Low-tech Responses Stem Major Thefts at MI Library
-- Library Journal, 11/15/2005
After losing some 4000 CDs and DVDs valued at some $92,000 (including processing) over five years, the Clinton Macomb Public Library, MI, has taken new steps to stem the thefts. In November 2004, reported acting director Larry Neal, a library patron noticed materials, with library markings at a local GameStop, which sells used discs. The library's Celeste Choate, head of the popular materials department, found dozens of library CDs and DVDs at GameStops in the area. The library discovered that the RFID (radio frequency identification) "donut" tag on the disc could be easily peeled off, and that some cases for the discs diminished the tag's effectiveness.

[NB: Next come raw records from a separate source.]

pub mod duration;
pub mod note_value;

pub use duration::{beat_seconds, Duration, DEFAULT_BPM};
pub use note_value::{note_duration, NoteValue, NoteValueError, MAX_DENOMINATOR};
use rand::{rngs::StdRng, SeedableRng};
use ripple_dsp::{
    automation::ParamTimeline,
    engine::scheduler::TimerQueue,
    gate::{gate_curve, GateEnv, GateTick, PeriodicGate},
};
use rustfft::{num_complex::Complex, FftPlanner};

fn spectrum(signal: &[f32]) -> Vec<f32> {
    let mean = signal.iter().sum::<f32>() / signal.len() as f32;
    let mut buffer: Vec<Complex<f32>> = signal.iter().map(|&s| Complex::new(s - mean, 0.0)).collect();
    let mut planner = FftPlanner::new();
    planner.plan_fft_forward(buffer.len()).process(&mut buffer);
    buffer.iter().map(|c| c.norm()).collect()
}

/// Magnitude of harmonic `n` of a signal holding `cycles` whole cycles.
fn harmonic(spectrum: &[f32], cycles: usize, n: usize) -> f32 {
    spectrum[cycles * n]
}

/// `even_tolerance` is the largest even harmonic allowed, relative to the
/// fundamental.
fn assert_odd_harmonics_only(signal: &[f32], cycles: usize, even_tolerance: f32) {
    let spec = spectrum(signal);
    let fundamental = harmonic(&spec, cycles, 1);
    assert!(fundamental > 0.0);

    for even in [2, 4, 6] {
        let level = harmonic(&spec, cycles, even) / fundamental;
        assert!(level < even_tolerance, "harmonic {even} at {level}");
    }
    let third = harmonic(&spec, cycles, 3) / fundamental;
    let fifth = harmonic(&spec, cycles, 5) / fundamental;
    assert!((0.2..0.45).contains(&third), "third at {third}");
    assert!((0.1..0.3).contains(&fifth), "fifth at {fifth}");

    // nothing between the harmonics
    let between = spec[cycles + cycles / 2];
    assert!(between / fundamental < 1e-3, "leakage {between}");
}

#[test]
fn single_curve_repeated_has_only_odd_harmonics() {
    let cycles = 32;
    let curve = gate_curve(0.1, 1_000.0, 1.0);
    assert_eq!(curve.len(), 100);
    let signal: Vec<f32> = std::iter::repeat(curve.iter().copied()).take(cycles).flatten().collect();
    assert_odd_harmonics_only(&signal, cycles, 1e-3);
}

#[test]
fn scheduled_gate_bus_has_only_odd_harmonics() {
    const SR: f32 = 1_000.0;
    const BLOCK: usize = 100;

    let mut gate = PeriodicGate::new(SR, StdRng::seed_from_u64(0));
    let mut timers: TimerQueue<GateTick> = TimerQueue::new();
    let mut bus = ParamTimeline::new(1.0);

    gate.set_amount(
        60.0,
        GateEnv {
            timers: &mut timers,
            bus: &mut bus,
            now: 0.0,
            tempo: None,
        },
    );
    // "16" at the default 120 BPM: 0.125 s, 125 samples per cycle
    gate.set_sequence(
        ["16"],
        false,
        GateEnv {
            timers: &mut timers,
            bus: &mut bus,
            now: 0.0,
            tempo: None,
        },
    );

    let cycles = 32;
    let frames = cycles * 125;
    let mut signal = vec![0.0f32; frames];
    for (block, out) in signal.chunks_mut(BLOCK).enumerate() {
        let start = (block * BLOCK) as f64 / SR as f64;
        let end = start + out.len() as f64 / SR as f64;
        while let Some(fired) = timers.pop_due(end) {
            gate.on_timer(
                fired.handle,
                fired.deadline,
                GateEnv {
                    timers: &mut timers,
                    bus: &mut bus,
                    now: fired.deadline,
                    tempo: None,
                },
            );
        }
        bus.render_block(out, start, SR);
    }

    assert!(signal.iter().all(|&g| (0.4 - 1e-6..=1.0 + 1e-6).contains(&g)));
    // the bus stretches each curve's points across the whole cycle, which
    // skews the two halves by under a sample
    assert_odd_harmonics_only(&signal, cycles, 0.05);
}
//! Cooperative timer queue.
//!
//! There are no threads here: whoever owns the queue asks it for due timers
//! as audio time advances. A [`TimerHandle`] identifies one scheduled firing
//! and cancelling it guarantees it will never be returned.

/// Identifies one scheduled firing.
#[derive(Debug, Clone, Copy, PartialEq, Eq, Hash)]
pub struct TimerHandle(u64);

#[derive(Debug)]
struct Entry<T> {
    deadline: f64,
    handle: TimerHandle,
    task: T,
}

/// A timer that fired: its handle, deadline and payload.
#[derive(Debug, PartialEq)]
pub struct Fired<T> {
    pub handle: TimerHandle,
    pub deadline: f64,
    pub task: T,
}

#[derive(Debug)]
pub struct TimerQueue<T> {
    /// Sorted by deadline, then by insertion order
    entries: Vec<Entry<T>>,
    next_id: u64,
}

impl<T> TimerQueue<T> {
    pub fn new() -> Self {
        Self {
            entries: Vec::new(),
            next_id: 0,
        }
    }

    pub fn schedule(&mut self, deadline: f64, task: T) -> TimerHandle {
        let handle = TimerHandle(self.next_id);
        self.next_id += 1;

        let idx = self.entries.partition_point(|e| e.deadline <= deadline);
        self.entries.insert(
            idx,
            Entry {
                deadline,
                handle,
                task,
            },
        );
        handle
    }

    /// Returns the task if it was still pending.
    pub fn cancel(&mut self, handle: TimerHandle) -> Option<T> {
        let idx = self.entries.iter().position(|e| e.handle == handle)?;
        Some(self.entries.remove(idx).task)
    }

    pub fn is_pending(&self, handle: TimerHandle) -> bool {
        self.entries.iter().any(|e| e.handle == handle)
    }

    pub fn next_deadline(&self) -> Option<f64> {
        self.entries.first().map(|e| e.deadline)
    }

    /// Pop the earliest timer whose deadline is before `until`.
    pub fn pop_due(&mut self, until: f64) -> Option<Fired<T>> {
        match self.entries.first() {
            Some(entry) if entry.deadline < until => {
                let entry = self.entries.remove(0);
                Some(Fired {
                    handle: entry.handle,
                    deadline: entry.deadline,
                    task: entry.task,
                })
            }
            _ => None,
        }
    }

    pub fn len(&self) -> usize {
        self.entries.len()
    }

    pub fn is_empty(&self) -> bool {
        self.entries.is_empty()
    }

    pub fn clear(&mut self) {
        self.entries.clear();
    }
}

impl<T> Default for TimerQueue<T> {
    fn default() -> Self {
        Self::new()
    }
}

/// Holds at most one pending timer; arming it again cancels the previous one.
#[derive(Debug, Default)]
pub struct TimerSlot {
    handle: Option<TimerHandle>,
}

impl TimerSlot {
    pub fn new() -> Self {
        Self { handle: None }
    }

    pub fn arm<T>(&mut self, queue: &mut TimerQueue<T>, deadline: f64, task: T) -> TimerHandle {
        self.cancel(queue);
        let handle = queue.schedule(deadline, task);
        self.handle = Some(handle);
        handle
    }

    pub fn cancel<T>(&mut self, queue: &mut TimerQueue<T>) {
        if let Some(handle) = self.handle.take() {
            queue.cancel(handle);
        }
    }

    /// True if `handle` is the timer this slot is waiting on. Fired timers
    /// from an earlier arming are stale and should be ignored.
    pub fn owns(&self, handle: TimerHandle) -> bool {
        self.handle == Some(handle)
    }

    /// Mark the current timer as fired.
    pub fn clear(&mut self) {
        self.handle = None;
    }

    pub fn is_armed(&self) -> bool {
        self.handle.is_some()
    }
}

The library also checked the names on the logs of people selling to GameStop, and discovered that some were library patrons who apparently were putting holds on DVDs, picking them up off the hold shelf, and stealing them rather than checking them out. The library got police to file charges in at least six municipalities, including one person suspected of taking nearly 700 items. Two people have pled guilty so far. Given that the library didn't want to require staffers to handle the media, staffers adopted two solutions. One is to use a piece of laminate to cover the tag that had been peeling off. Also, the library started using permanent ink to identify the discs as library materials, and placing a 15-item limit on checkouts. The 4000 discs lost represent about one-sixth of the library's 24,000-item collection of CDs and DVDs. Thefts have since plummeted. Neal observed, "Our local police were very helpful. GameStop local employees were not helpful. All had the same response of 'how are we supposed to know that they were stolen?' GameStop corporate offices have been pretty helpful."